Funding is not the (only) solution
03-18, 10:10–10:50 (Europe/Berlin), Stage 1

How does a FOSS project survive its initial wave of wild enthusiasm? How does one build something sustainable far from the traditional path of “build a proprietary tool, gather user data, sell everything”? How do we prevent our small FOSS projects from dying out, replaced by overly powerful tech giants and start ups with no regard for their users?

At Prototype Fund we fund this initial phase where a person or a small team comes up with a great idea and spends a few months figuring out how to bring it to life. And we see that the hardest part is rarely the initial building time: Keeping a project alive in the long run is the real challenge. While we (obviously) believe that a diverse range of funders is key for a healthy FOSS ecosystem, we see over and over again how great projects focus on this path only, struggle to survive on funding and slowly give up.

Funding can be a valid model for specific projects, but it can’t be the only solution to survive. With this talk we would like to encourage the FOSS community to look into different options. Based on experiences mady by various projects who were initially funded by the Prototype Fund, we’ll give an overview of what can work, what definitely doesn’t, and where to look for inspiring examples.

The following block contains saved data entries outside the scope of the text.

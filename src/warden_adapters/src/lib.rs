pub mod clock;
pub mod config;
pub mod credentials;
pub mod persistence;
pub mod tokens;

pub use clock::{ManualClock, SystemClock};
pub use credentials::argon2_credential_verifier::Argon2CredentialVerifier;
pub use persistence::{
    hashmap_account_store::HashMapAccountStore,
    hashmap_refresh_token_store::HashMapRefreshTokenStore,
    postgres_account_store::PostgresAccountStore,
    postgres_refresh_token_store::PostgresRefreshTokenStore,
};
pub use tokens::jwt_token_signer::JwtTokenSigner;
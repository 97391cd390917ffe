use secrecy::{ExposeSecret, Secret};
use serde::Deserialize;
use thiserror::Error;

/// Hard upper bound on accepted input, so a caller cannot make the slow hash
/// chew through megabytes of password.
pub const MAX_PASSWORD_LENGTH: usize = 128;

#[derive(Debug, Error, PartialEq, Eq)]
pub enum PasswordError {
    #[error("Password must not be empty")]
    Empty,
    #[error("Password must be at most {MAX_PASSWORD_LENGTH} characters")]
    TooLong,
}

/// A plaintext secret presented by a caller.
///
/// Parsing only enforces the bounds every password must meet. Strength rules
/// apply at registration through [`PasswordPolicy`], never at login, so an
/// account created under an older policy can still sign in.
#[derive(Debug, Clone)]
pub struct Password(Secret<String>);

impl TryFrom<Secret<String>> for Password {
    type Error = PasswordError;

    fn try_from(value: Secret<String>) -> Result<Self, Self::Error> {
        let len = value.expose_secret().chars().count();
        if len == 0 {
            return Err(PasswordError::Empty);
        }
        if len > MAX_PASSWORD_LENGTH {
            return Err(PasswordError::TooLong);
        }
        Ok(Self(value))
    }
}

impl AsRef<Secret<String>> for Password {
    fn as_ref(&self) -> &Secret<String> {
        &self.0
    }
}

impl PartialEq for Password {
    fn eq(&self, other: &Self) -> bool {
        self.0.expose_secret() == other.0.expose_secret()
    }
}

/// Stored output of the credential verifier, in PHC string format.
#[derive(Debug, Clone)]
pub struct PasswordHashString(Secret<String>);

impl PasswordHashString {
    pub fn new(hash: String) -> Self {
        Self(Secret::new(hash))
    }
}

impl AsRef<Secret<String>> for PasswordHashString {
    fn as_ref(&self) -> &Secret<String> {
        &self.0
    }
}

#[derive(Debug, Clone, Copy, Error, PartialEq, Eq)]
pub enum PolicyViolation {
    #[error("must be at least {0} characters")]
    TooShort(usize),
    #[error("must contain an upper-case letter")]
    MissingUppercase,
    #[error("must contain a lower-case letter")]
    MissingLowercase,
    #[error("must contain a digit")]
    MissingDigit,
    #[error("must contain a symbol")]
    MissingSymbol,
}

/// Strength rules applied to newly chosen passwords.
#[derive(Debug, Clone, Deserialize)]
pub struct PasswordPolicy {
    pub min_length: usize,
    pub require_uppercase: bool,
    pub require_lowercase: bool,
    pub require_digit: bool,
    pub require_symbol: bool,
}

impl Default for PasswordPolicy {
    fn default() -> Self {
        Self {
            min_length: 8,
            require_uppercase: true,
            require_lowercase: true,
            require_digit: true,
            require_symbol: true,
        }
    }
}

impl PasswordPolicy {
    /// Returns every rule the password breaks; an empty list means it passes.
    pub fn check(&self, password: &Password) -> Vec<PolicyViolation> {
        let raw = password.as_ref().expose_secret();
        let mut violations = Vec::new();

        if raw.chars().count() < self.min_length {
            violations.push(PolicyViolation::TooShort(self.min_length));
        }
        if self.require_uppercase && !raw.chars().any(char::is_uppercase) {
            violations.push(PolicyViolation::MissingUppercase);
        }
        if self.require_lowercase && !raw.chars().any(char::is_lowercase) {
            violations.push(PolicyViolation::MissingLowercase);
        }
        if self.require_digit && !raw.chars().any(|c| c.is_ascii_digit()) {
            violations.push(PolicyViolation::MissingDigit);
        }
        if self.require_symbol && !raw.chars().any(|c| !c.is_alphanumeric()) {
            violations.push(PolicyViolation::MissingSymbol);
        }

        violations
    }
}
use async_trait::async_trait;
use chrono::{DateTime, Duration, Utc};
use thiserror::Error;

use crate::domain::{
    access_token::{AccessClaims, IssuedAccessToken},
    account::Account,
    password::{Password, PasswordHashString},
    refresh_token::RefreshSecret,
};

// ============================================================================
// Clock
// ============================================================================

/// Source of the current instant. Every expiry and lockout decision reads
/// time through this port so tests can move it by hand.
pub trait Clock: Send + Sync {
    fn now(&self) -> DateTime<Utc>;
}

// ============================================================================
// Credential Verifier
// ============================================================================

#[derive(Debug, Error)]
pub enum CredentialError {
    #[error("Failed to hash password: {0}")]
    HashingFailed(String),
    #[error("Unexpected error {0}")]
    UnexpectedError(String),
}

/// Slow, salted password hashing.
///
/// `verify` never errors: a malformed stored hash simply does not match.
#[async_trait]
pub trait CredentialVerifier: Send + Sync {
    async fn hash(&self, password: &Password) -> Result<PasswordHashString, CredentialError>;

    async fn verify(&self, password: &Password, hash: &PasswordHashString) -> bool;

    /// Spend the same work as a real `verify` and discard the result. Used
    /// when the account does not exist, so response timing does not tell
    /// callers which emails are registered.
    async fn verify_dummy(&self, password: &Password);
}

// ============================================================================
// Token Signer
// ============================================================================

#[derive(Debug, Error, PartialEq, Eq)]
pub enum TokenSignerError {
    #[error("Signing secret must be at least {min} bytes, got {actual}")]
    WeakSecret { min: usize, actual: usize },
    #[error("Failed to encode token: {0}")]
    Encoding(String),
}

/// The single outcome for every rejected access token: bad signature,
/// expired, wrong issuer or audience, or garbage input. Callers never learn
/// which check failed.
#[derive(Debug, Clone, Copy, Error, PartialEq, Eq)]
#[error("Invalid token")]
pub struct InvalidToken;

pub trait TokenSigner: Send + Sync {
    fn issue_access_token(
        &self,
        account: &Account,
        now: DateTime<Utc>,
    ) -> Result<IssuedAccessToken, TokenSignerError>;

    /// A fresh high-entropy opaque refresh credential.
    fn issue_refresh_secret(&self) -> RefreshSecret;

    fn verify(&self, token: &str, now: DateTime<Utc>) -> Result<AccessClaims, InvalidToken>;

    fn access_token_lifetime(&self) -> Duration;

    fn refresh_token_lifetime(&self) -> Duration;
}
use chrono::{DateTime, Utc};
use warden_core::{
    Account, RefreshToken, RefreshTokenId, TokenPair, TokenSigner, TokenSignerError,
};

/// Sign an access token and draw a refresh secret for `account`.
///
/// Returns the pair for the client together with the refresh record to
/// persist; the caller decides whether that is a plain insert (login,
/// registration) or an atomic rotation (refresh).
pub fn mint_token_pair(
    signer: &dyn TokenSigner,
    account: &Account,
    parent_id: Option<RefreshTokenId>,
    now: DateTime<Utc>,
) -> Result<(TokenPair, RefreshToken), TokenSignerError> {
    let access = signer.issue_access_token(account, now)?;
    let secret = signer.issue_refresh_secret();
    let record = RefreshToken::issue(
        account.id(),
        &secret,
        parent_id,
        now,
        signer.refresh_token_lifetime(),
    );

    let pair = TokenPair {
        access_token: access.token,
        refresh_token: secret,
        expires_in_seconds: access.expires_in_seconds,
    };

    Ok((pair, record))
}
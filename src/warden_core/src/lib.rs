pub mod domain;
pub mod ports;

// Re-export commonly used types for convenience
pub use domain::{
    access_token::{AccessClaims, IssuedAccessToken},
    account::{Account, AccountId, FailedLogin},
    email::{Email, EmailError},
    lockout::LockoutPolicy,
    password::{Password, PasswordError, PasswordHashString, PasswordPolicy, PolicyViolation},
    refresh_token::{
        FamilyWalk, FamilyWalkError, RefreshSecret, RefreshToken, RefreshTokenId, RotationOutcome,
    },
    role::Role,
    token_pair::TokenPair,
};

pub use ports::{
    repositories::{AccountStore, AccountStoreError, RefreshTokenStore, RefreshTokenStoreError},
    services::{
        Clock, CredentialError, CredentialVerifier, InvalidToken, TokenSigner, TokenSignerError,
    },
};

Marie Gutbub and Patricia Leu are co-directors of Prototype Fund, a funding program for open source software at the Open Knowledge Foundation Germany.

See also: slides (3.8 MB)

Patricia is a communications expert who has worked in the campaign and communication teams of various NGOs and was responsible for the press and public relations of an association. Before that she studied religion and culture in Berlin and researched on medial discourse hegemony.

Marie is an open source and privacy advocate, campaigner, event organizer and information security trainer. She studied cultural journalism and researched new models for online journalism platforms. Since then, she has worked as a freelance journalist, campaigner, communications officer, infosec trainer and event organizer for various projects in journalism, privacy and open source.